TASK INSTRUCTIONS - Lines before the one containing "fn contexts(&self) ->" are left out; return that line and all lines after it, exactly, through the end of the records below.

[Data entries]
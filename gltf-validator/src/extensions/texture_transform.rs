//! KHR_texture_transform

use super::{ExtensionHandler, ExtensionPayload, ReadOutput, TEXTURE_INFO_KINDS};
use crate::reader::{ObjectKind, ObjectReader};

pub struct TextureTransform;

impl ExtensionHandler for TextureTransform {
    fn name(&self) -> &'static str {
        "KHR_texture_transform"
    }

    fn contexts(&self) -> &'static [ObjectKind] {
        TEXTURE_INFO_KINDS
    }

    fn read(&self, r: &mut ObjectReader<'_, '_, '_>, _out: &mut ReadOutput) -> ExtensionPayload {
        r.float_array("offset", &[2], ..);
        r.float("rotation");
        r.float_array("scale", &[2], ..);
        r.uint("texCoord");
        ExtensionPayload::Checked
    }
}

RESULT -
    fn contexts(&self) -> &'static [ObjectKind] {
        TEXTURE_INFO_KINDS
    }

    fn read(&self, r: &mut ObjectReader<'_, '_, '_>, _out: &mut ReadOutput) -> ExtensionPayload {
        r.float_array("offset", &[2], ..);
        r.float("rotation");
        r.float_array("scale", &[2], ..);
        r.uint("texCoord");
        ExtensionPayload::Checked
    }
}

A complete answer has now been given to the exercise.